Development of a CSRML version of the Analog identification Methodology (AIM) fragments and their evaluation within the Generalised Read-Across (GenRA) approach

Abstract

The Analog Identification Methodology (AIM) was developed over 20 years ago to identify analogues to support read-across at the US Environmental Protection Agency. However, the current public version of the standalone tool, released in 2012, is no longer usable on Windows operating systems supported by Microsoft. Additionally, the structural logic for analogue selection is based on older, customised Simplified molecular-input-line-entry system (SMILES)-type features that are incompatible with modern cheminformatics tools. Given these limitations, a case study was undertaken to explore a more transparent, extensible method of implementing the AIM fragments using Chemical Subgraphs and Reactions Mark-up Language (CSRML). A CSRML file was developed to codify the original AIM fragments, and the extent to which AIM fragments were faithfully replicated was assessed using the AIM Database. The overall mean performance of the CSRML-AIM across all fragments in terms of sensitivity, specificity, and Jaccard similarity was 89.5%, 99.9%, and 82.2%, respectively. Comparing the AIM fragments with public ToxPrints using a large set of ∼25,000 substances of regulatory interest to EPA found them to be dissimilar, with an average maximum Jaccard score of 0.24 for AIM and 0.29 for ToxPrint fingerprints. Both fragment sets were then used as inputs in the automated read-across approach, Generalised Read-Across (GenRA), to evaluate the quality of fit in predicting rat acute oral toxicity LD50 values with the coefficient of determination (R2) and root mean squared error (RMSE).
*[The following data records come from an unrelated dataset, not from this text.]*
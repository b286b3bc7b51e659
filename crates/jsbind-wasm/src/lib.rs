//! WASM bindings for jsbind-core.
//!
//! Exposes `transform` and `build` as `#[wasm_bindgen]` functions taking and
//! returning JSON strings, the same wire contract as the C ABI. Only the
//! in-process OXC engine is compiled in; `build` reads and writes through
//! `std::fs`, so under `wasm32-unknown-unknown` it reports an I/O error in
//! the response rather than throwing.
//!
//! ## Build process
//!
//! ```sh
//! cargo build -p jsbind-wasm --target wasm32-unknown-unknown --release
//! wasm-bindgen --target nodejs --out-dir packages/jsbind-js/wasm/ \
//!   target/wasm32-unknown-unknown/release/jsbind_wasm.wasm
//! ```

use jsbind_core::{api, OxcEngine};
use wasm_bindgen::prelude::*;

/// Transform a request like `{"input":"...","options":{"loader":"ts"}}`.
///
/// Always returns a response JSON string; errors are inside it.
#[wasm_bindgen]
pub fn transform(request: &str) -> String {
    api::transform_json(&OxcEngine::new(), request).to_json_lossy()
}

/// Build a request like `{"options":{"entryPoints":["a.ts"],"outfile":"out.js"}}`.
#[wasm_bindgen]
pub fn build(request: &str) -> String {
    api::build_json(&OxcEngine::new(), request).to_json_lossy()
}

/// The jsbind version this module was built from.
#[wasm_bindgen]
pub fn version() -> String {
    env!("CARGO_PKG_VERSION").to_string()
}
//! Request envelopes accepted by every entrypoint.
//!
//! Canonical wire shapes:
//!
//! ```json
//! {"command":"transform","input":"let x: number = 1","options":{"loader":"ts"}}
//! {"command":"build","options":{"entryPoints":["src/index.ts"],"outfile":"dist/out.js"}}
//! ```
//!
//! `command` only matters to the process entrypoint, which reads it through
//! [`Envelope`]; the FFI functions already know which operation was called
//! and ignore it.

use serde::{Deserialize, Serialize};

use crate::loader::Loader;

/// The minimal view of a request needed to route it.
#[derive(Debug, Clone, Deserialize)]
pub struct Envelope {
    #[serde(default)]
    pub command: String,
}

/// A single-file transform.
#[derive(Debug, Clone, Default, PartialEq, Eq, Serialize, Deserialize)]
pub struct TransformRequest {
    /// Source text. Older hosts send it as `code`.
    #[serde(alias = "code")]
    pub input: String,
    #[serde(default)]
    pub options: TransformOptions,
}

/// Options for a transform. Only the loader is required by the contract.
#[derive(Debug, Clone, Default, PartialEq, Eq, Serialize, Deserialize)]
#[serde(default)]
pub struct TransformOptions {
    /// Loader tag; unknown or missing tags resolve to `js`.
    pub loader: String,
    /// Name used for the input in diagnostics.
    #[serde(skip_serializing_if = "Option::is_none")]
    pub sourcefile: Option<String>,
}

impl TransformOptions {
    pub fn loader(&self) -> Loader {
        Loader::from_tag(&self.loader)
    }
}

/// An entry-point build. Bundling and writing to disk are always on.
#[derive(Debug, Clone, Default, PartialEq, Eq, Serialize, Deserialize)]
pub struct BuildRequest {
    #[serde(default)]
    pub options: BuildOptions,
}

#[derive(Debug, Clone, Default, PartialEq, Eq, Serialize, Deserialize)]
#[serde(rename_all = "camelCase", default)]
pub struct BuildOptions {
    #[serde(alias = "entry_points")]
    pub entry_points: Vec<String>,
    pub outfile: String,
}
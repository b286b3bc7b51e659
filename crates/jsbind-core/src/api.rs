//! Request dispatch: request in, response envelope out.
//!
//! Two contracts share these functions:
//!
//! - [`transform_json`] / [`build_json`] never fail. Malformed JSON becomes a
//!   response with one `Failed to parse request JSON: ...` error. Used by the
//!   FFI, Python and wasm-bindgen entrypoints.
//! - [`handle_request`] routes on `command` for the process entrypoint and
//!   returns `Err` only when the input is not a JSON request object, because
//!   a process can report that through its exit status.

use serde::de::Error as _;
use serde::Deserialize;

use crate::engine::{Engine, TransformInput};
use crate::error::{BindError, Result};
use crate::request::{BuildRequest, Envelope, TransformRequest};
use crate::response::Response;

/// Transform one source text. Code is cleared if the engine reports errors.
pub fn transform(engine: &dyn Engine, request: &TransformRequest) -> Response {
    let input = TransformInput {
        source: &request.input,
        loader: request.options.loader(),
        sourcefile: request.options.sourcefile.as_deref(),
    };
    let output = engine.transform(&input);
    tracing::debug!(
        engine = engine.name(),
        loader = %input.loader,
        errors = output.errors.len(),
        warnings = output.warnings.len(),
        "transform"
    );
    Response::from_output(output)
}

/// Bundle entry points to disk. The response never carries code.
pub fn build(engine: &dyn Engine, request: &BuildRequest) -> Response {
    let mut output = engine.build(&request.options);
    output.code.clear();
    tracing::debug!(
        engine = engine.name(),
        entries = request.options.entry_points.len(),
        outfile = %request.options.outfile,
        errors = output.errors.len(),
        "build"
    );
    Response::from_output(output)
}

/// Parse a transform request and run it. Never fails.
pub fn transform_json(engine: &dyn Engine, request: &str) -> Response {
    match serde_json::from_str::<TransformRequest>(request) {
        Ok(request) => transform(engine, &request),
        Err(e) => BindError::RequestJson(e).into(),
    }
}

/// Parse a build request and run it. Never fails.
pub fn build_json(engine: &dyn Engine, request: &str) -> Response {
    match serde_json::from_str::<BuildRequest>(request) {
        Ok(request) => build(engine, &request),
        Err(e) => BindError::RequestJson(e).into(),
    }
}

/// Route a raw request on its `command` field.
///
/// `Err` only for input that is not a JSON object with a usable `command`
/// field. An unknown command, or a known command whose fields do not fit,
/// is a handled outcome and comes back as an error response.
pub fn handle_request(engine: &dyn Engine, raw: &[u8]) -> Result<Response> {
    let value: serde_json::Value = serde_json::from_slice(raw).map_err(BindError::RequestJson)?;
    // Serde's derived visitors also accept arrays; a request must be an object.
    if !value.is_object() {
        return Err(BindError::RequestJson(serde_json::Error::custom(
            "request must be a JSON object",
        )));
    }
    let envelope = Envelope::deserialize(&value).map_err(BindError::RequestJson)?;

    tracing::debug!(command = %envelope.command, "dispatching request");
    let response = match envelope.command.as_str() {
        "transform" => match serde_json::from_value::<TransformRequest>(value) {
            Ok(request) => transform(engine, &request),
            Err(e) => BindError::RequestJson(e).into(),
        },
        "build" => match serde_json::from_value::<BuildRequest>(value) {
            Ok(request) => build(engine, &request),
            Err(e) => BindError::RequestJson(e).into(),
        },
        other => Response::failure(format!("Unknown command: '{other}'")),
    };
    Ok(response)
}
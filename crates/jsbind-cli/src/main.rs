//! `jsbind` — one request in on stdin, one JSON response out on stdout.
//!
//! This is the process entrypoint. Built natively it is the command-line
//! fallback; built for `wasm32-wasip1` it is the WASM module hosts drive over
//! stdio (only the in-process OXC engine exists there).
//!
//! ## Usage
//!
//! ```sh
//! # Transform TypeScript
//! echo '{"command":"transform","input":"let n: number = 1","options":{"loader":"ts"}}' | jsbind
//!
//! # Bundle an entry point to disk
//! echo '{"command":"build","options":{"entryPoints":["src/index.ts"],"outfile":"dist/out.js"}}' | jsbind
//!
//! # Force the in-process engine, read the request from a file
//! jsbind --engine oxc -i request.json
//!
//! # WASM build
//! cargo build -p jsbind-cli --target wasm32-wasip1 --release
//! ```
//!
//! Exit status is 0 whenever a response was written, including responses
//! that carry errors. Unreadable input or a request that is not a JSON object
//! prints to stderr and exits 1 with nothing on stdout.

use anyhow::{Context, Result};
use clap::Parser;
use jsbind_core::{api, Config, EngineKind};
use std::io::{self, Read, Write};
use std::path::PathBuf;
use tracing_subscriber::EnvFilter;

#[derive(Parser)]
#[command(
    name = "jsbind",
    version,
    about = "Run one JavaScript/TypeScript transform or build request from stdin"
)]
struct Cli {
    /// Engine to run: auto, oxc, or esbuild (overrides JSBIND_ENGINE)
    #[arg(long)]
    engine: Option<EngineKind>,

    /// Path to the esbuild executable (overrides JSBIND_ESBUILD)
    #[arg(long)]
    esbuild_path: Option<PathBuf>,

    /// Read the request from a file instead of stdin
    #[arg(short, long)]
    input: Option<String>,
}

fn main() -> Result<()> {
    // stdout carries the response, so logs go to stderr.
    tracing_subscriber::fmt()
        .with_env_filter(EnvFilter::try_from_default_env().unwrap_or_else(|_| EnvFilter::new("warn")))
        .with_writer(io::stderr)
        .init();

    let cli = Cli::parse();
    let config = resolve_config(&cli)?;
    let engine = config.engine();
    tracing::debug!(engine = engine.name(), "engine selected");

    let raw = read_input(cli.input.as_deref())?;
    let response =
        api::handle_request(engine.as_ref(), &raw).context("Failed to handle request")?;
    let json = response
        .to_json()
        .context("Failed to write response JSON")?;

    let mut stdout = io::stdout().lock();
    stdout
        .write_all(json.as_bytes())
        .context("Failed to write to stdout")?;
    stdout.flush().context("Failed to write to stdout")?;

    Ok(())
}

/// Environment first, then command-line flags on top.
fn resolve_config(cli: &Cli) -> Result<Config> {
    let mut config = Config::from_env().context("Invalid engine configuration")?;
    if let Some(engine) = cli.engine {
        config.engine = engine;
    }
    if let Some(path) = &cli.esbuild_path {
        config.esbuild_path = Some(path.clone());
    }
    Ok(config)
}

fn read_input(path: Option<&str>) -> Result<Vec<u8>> {
    match path {
        Some(path) => std::fs::read(path).with_context(|| format!("Failed to read file: {}", path)),
        None => {
            let mut buf = Vec::new();
            io::stdin()
                .read_to_end(&mut buf)
                .context("Failed to read from stdin")?;
            Ok(buf)
        }
    }
}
The performance of AIM fragments was R2=0.434 and RMSE=0.663 whereas that of ToxPrints was R2=0.477 and RMSE=0.638. A bootstrap resampling using 100 iterations found the mean and the 95th confidence interval of R2 to be 0.349 [0.319, 0.379] for AIM fragments and 0.377 [0.338, 0.412] for ToxPrints. Although AIM and ToxPrints performed similarly in predicting LD50, they differed in their performance at a local level, revealing that their features can offer complementary insights.